• _ASSIGNED TASK_: Write out exactly the lines from the first line of the records below through the line that contains "let sink = Arc::new(Mutex::new(Vec::new()));", and stop there.

Dataset entries

=-=-=

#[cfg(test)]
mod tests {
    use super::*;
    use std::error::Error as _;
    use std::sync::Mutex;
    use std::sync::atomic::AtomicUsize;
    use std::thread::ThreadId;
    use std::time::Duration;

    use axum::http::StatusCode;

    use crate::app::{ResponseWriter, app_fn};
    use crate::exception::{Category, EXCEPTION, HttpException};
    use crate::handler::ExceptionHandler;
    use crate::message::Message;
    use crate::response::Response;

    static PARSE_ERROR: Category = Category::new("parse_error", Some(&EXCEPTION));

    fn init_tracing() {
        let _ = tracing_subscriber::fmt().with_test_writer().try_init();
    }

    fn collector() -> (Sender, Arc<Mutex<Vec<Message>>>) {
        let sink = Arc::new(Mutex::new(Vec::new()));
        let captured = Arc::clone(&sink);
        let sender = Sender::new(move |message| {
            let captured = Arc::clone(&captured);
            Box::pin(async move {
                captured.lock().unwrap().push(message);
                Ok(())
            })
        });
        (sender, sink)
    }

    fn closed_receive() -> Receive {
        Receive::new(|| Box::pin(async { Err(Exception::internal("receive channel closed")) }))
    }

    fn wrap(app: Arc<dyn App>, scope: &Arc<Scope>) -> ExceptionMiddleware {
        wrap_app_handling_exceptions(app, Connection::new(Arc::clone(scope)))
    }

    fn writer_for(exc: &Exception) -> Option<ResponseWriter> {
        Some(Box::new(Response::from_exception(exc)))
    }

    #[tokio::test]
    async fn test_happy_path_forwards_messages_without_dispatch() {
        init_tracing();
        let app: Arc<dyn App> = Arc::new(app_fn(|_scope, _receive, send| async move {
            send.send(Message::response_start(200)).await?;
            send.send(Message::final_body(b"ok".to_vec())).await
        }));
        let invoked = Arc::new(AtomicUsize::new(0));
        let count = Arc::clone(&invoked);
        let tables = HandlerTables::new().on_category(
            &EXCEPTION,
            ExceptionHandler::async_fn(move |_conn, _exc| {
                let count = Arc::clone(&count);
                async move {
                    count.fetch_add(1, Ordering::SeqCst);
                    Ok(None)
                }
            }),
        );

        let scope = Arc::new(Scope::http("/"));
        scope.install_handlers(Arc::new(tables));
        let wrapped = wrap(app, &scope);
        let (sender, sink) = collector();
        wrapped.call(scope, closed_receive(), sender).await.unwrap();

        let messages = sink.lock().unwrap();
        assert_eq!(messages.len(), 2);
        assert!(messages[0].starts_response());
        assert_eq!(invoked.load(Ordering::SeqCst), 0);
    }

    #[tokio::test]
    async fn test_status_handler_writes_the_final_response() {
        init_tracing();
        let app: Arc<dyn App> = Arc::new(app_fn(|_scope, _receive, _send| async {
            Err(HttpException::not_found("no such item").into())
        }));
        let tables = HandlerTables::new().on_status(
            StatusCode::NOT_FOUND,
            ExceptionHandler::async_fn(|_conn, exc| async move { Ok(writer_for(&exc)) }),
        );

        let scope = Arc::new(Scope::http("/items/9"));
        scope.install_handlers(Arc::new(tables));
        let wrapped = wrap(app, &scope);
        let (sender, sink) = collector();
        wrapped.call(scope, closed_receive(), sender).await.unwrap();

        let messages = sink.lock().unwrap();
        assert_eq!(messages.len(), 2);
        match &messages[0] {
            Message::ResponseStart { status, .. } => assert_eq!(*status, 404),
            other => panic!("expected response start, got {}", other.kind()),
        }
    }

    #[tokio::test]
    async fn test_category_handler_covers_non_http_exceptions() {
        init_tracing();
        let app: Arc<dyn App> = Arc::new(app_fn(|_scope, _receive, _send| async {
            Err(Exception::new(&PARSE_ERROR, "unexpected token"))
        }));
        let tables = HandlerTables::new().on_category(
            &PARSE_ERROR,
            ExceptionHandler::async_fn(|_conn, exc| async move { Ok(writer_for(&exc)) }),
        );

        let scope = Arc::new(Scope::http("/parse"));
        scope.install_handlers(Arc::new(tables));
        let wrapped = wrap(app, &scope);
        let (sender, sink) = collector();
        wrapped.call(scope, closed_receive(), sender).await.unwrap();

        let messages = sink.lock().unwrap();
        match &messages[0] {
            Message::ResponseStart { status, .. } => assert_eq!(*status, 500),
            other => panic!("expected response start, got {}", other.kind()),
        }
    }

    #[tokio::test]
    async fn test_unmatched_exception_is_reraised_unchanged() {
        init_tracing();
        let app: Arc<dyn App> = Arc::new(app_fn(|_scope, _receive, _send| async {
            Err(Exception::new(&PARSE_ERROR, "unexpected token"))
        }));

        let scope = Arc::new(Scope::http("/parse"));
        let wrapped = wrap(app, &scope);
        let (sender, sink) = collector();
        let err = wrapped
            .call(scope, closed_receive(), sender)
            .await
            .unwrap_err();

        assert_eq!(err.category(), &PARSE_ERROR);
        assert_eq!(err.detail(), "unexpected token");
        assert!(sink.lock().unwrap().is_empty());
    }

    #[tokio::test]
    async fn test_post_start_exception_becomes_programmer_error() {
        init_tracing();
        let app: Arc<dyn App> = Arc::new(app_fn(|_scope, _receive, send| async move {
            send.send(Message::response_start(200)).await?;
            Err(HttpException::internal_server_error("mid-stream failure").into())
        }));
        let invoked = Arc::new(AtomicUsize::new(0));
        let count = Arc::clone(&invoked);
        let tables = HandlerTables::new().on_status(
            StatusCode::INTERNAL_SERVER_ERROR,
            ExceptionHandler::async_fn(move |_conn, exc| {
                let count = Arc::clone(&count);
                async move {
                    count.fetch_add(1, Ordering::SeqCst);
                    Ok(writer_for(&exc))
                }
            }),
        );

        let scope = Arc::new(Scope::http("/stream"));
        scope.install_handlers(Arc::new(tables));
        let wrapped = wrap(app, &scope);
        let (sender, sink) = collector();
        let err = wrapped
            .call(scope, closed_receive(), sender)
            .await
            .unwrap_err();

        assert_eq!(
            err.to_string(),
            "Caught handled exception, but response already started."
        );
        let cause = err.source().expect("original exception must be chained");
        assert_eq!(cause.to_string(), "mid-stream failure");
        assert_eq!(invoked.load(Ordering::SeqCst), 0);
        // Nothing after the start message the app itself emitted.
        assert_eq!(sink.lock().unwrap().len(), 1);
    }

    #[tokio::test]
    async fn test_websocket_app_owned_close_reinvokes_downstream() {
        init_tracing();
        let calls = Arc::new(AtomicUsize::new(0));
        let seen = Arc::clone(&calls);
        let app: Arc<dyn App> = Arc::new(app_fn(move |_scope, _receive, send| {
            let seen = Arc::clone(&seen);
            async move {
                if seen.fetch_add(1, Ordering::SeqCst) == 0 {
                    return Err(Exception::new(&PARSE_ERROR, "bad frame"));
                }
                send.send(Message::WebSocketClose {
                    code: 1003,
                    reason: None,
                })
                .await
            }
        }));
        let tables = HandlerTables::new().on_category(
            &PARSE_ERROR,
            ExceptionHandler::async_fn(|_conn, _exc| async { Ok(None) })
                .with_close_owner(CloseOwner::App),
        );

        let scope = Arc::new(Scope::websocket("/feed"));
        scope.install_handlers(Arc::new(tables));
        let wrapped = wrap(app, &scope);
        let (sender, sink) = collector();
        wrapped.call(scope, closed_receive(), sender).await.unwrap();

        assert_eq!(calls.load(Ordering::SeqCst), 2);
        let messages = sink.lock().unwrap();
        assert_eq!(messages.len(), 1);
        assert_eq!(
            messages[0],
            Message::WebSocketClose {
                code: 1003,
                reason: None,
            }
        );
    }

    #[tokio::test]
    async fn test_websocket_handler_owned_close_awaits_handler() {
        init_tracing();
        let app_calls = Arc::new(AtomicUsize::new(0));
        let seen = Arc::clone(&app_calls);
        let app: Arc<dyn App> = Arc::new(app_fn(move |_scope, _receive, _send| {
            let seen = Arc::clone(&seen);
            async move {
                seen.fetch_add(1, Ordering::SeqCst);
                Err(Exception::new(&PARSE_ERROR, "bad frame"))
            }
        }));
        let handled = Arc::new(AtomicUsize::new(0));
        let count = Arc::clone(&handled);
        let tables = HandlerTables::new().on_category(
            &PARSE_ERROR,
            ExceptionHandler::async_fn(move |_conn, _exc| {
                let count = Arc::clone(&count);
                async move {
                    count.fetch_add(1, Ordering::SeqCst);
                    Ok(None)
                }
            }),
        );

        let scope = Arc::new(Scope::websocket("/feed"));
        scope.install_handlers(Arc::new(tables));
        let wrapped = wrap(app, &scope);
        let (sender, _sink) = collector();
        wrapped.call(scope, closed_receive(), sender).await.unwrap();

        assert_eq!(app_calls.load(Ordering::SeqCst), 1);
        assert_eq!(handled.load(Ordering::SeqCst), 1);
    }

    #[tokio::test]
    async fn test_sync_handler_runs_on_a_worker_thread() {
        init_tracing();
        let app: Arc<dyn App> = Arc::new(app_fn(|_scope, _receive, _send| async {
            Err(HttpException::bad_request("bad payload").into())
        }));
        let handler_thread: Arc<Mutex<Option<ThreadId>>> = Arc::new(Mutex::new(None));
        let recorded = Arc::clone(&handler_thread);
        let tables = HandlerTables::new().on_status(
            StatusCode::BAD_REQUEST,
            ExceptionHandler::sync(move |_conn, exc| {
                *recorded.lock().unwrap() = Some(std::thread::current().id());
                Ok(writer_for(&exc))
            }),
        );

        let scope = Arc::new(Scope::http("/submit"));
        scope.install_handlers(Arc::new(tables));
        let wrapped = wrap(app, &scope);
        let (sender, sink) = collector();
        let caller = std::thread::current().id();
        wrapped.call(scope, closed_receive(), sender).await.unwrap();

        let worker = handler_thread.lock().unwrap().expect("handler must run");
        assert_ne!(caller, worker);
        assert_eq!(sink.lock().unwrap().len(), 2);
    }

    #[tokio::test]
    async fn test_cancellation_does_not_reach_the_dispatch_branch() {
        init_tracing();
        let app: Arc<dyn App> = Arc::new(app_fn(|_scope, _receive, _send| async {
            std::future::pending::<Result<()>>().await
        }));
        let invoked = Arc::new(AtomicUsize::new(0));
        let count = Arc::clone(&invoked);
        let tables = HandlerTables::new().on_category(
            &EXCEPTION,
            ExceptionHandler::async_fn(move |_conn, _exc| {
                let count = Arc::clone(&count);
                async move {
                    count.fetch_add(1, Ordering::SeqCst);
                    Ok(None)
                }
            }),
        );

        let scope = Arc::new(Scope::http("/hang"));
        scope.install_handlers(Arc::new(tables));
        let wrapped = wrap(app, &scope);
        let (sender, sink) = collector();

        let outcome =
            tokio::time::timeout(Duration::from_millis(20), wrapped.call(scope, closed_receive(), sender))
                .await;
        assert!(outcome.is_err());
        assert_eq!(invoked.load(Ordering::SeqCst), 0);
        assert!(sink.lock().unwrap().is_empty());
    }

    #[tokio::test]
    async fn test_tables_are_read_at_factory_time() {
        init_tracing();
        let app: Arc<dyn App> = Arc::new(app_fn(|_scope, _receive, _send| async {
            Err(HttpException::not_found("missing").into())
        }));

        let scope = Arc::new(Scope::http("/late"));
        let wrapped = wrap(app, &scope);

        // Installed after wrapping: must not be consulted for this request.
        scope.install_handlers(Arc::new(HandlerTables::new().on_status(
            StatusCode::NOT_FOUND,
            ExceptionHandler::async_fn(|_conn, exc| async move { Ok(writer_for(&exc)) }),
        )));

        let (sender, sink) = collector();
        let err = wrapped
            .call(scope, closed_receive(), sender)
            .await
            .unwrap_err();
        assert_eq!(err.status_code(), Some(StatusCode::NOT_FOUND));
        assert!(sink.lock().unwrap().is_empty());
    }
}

=-=-=

• _WRITTEN REPLY_:
#[cfg(test)]
mod tests {
    use super::*;
    use std::error::Error as _;
    use std::sync::Mutex;
    use std::sync::atomic::AtomicUsize;
    use std::thread::ThreadId;
    use std::time::Duration;

    use axum::http::StatusCode;

    use crate::app::{ResponseWriter, app_fn};
    use crate::exception::{Category, EXCEPTION, HttpException};
    use crate::handler::ExceptionHandler;
    use crate::message::Message;
    use crate::response::Response;

    static PARSE_ERROR: Category = Category::new("parse_error", Some(&EXCEPTION));

    fn init_tracing() {
        let _ = tracing_subscriber::fmt().with_test_writer().try_init();
    }

    fn collector() -> (Sender, Arc<Mutex<Vec<Message>>>) {
        let sink = Arc::new(Mutex::new(Vec::new()));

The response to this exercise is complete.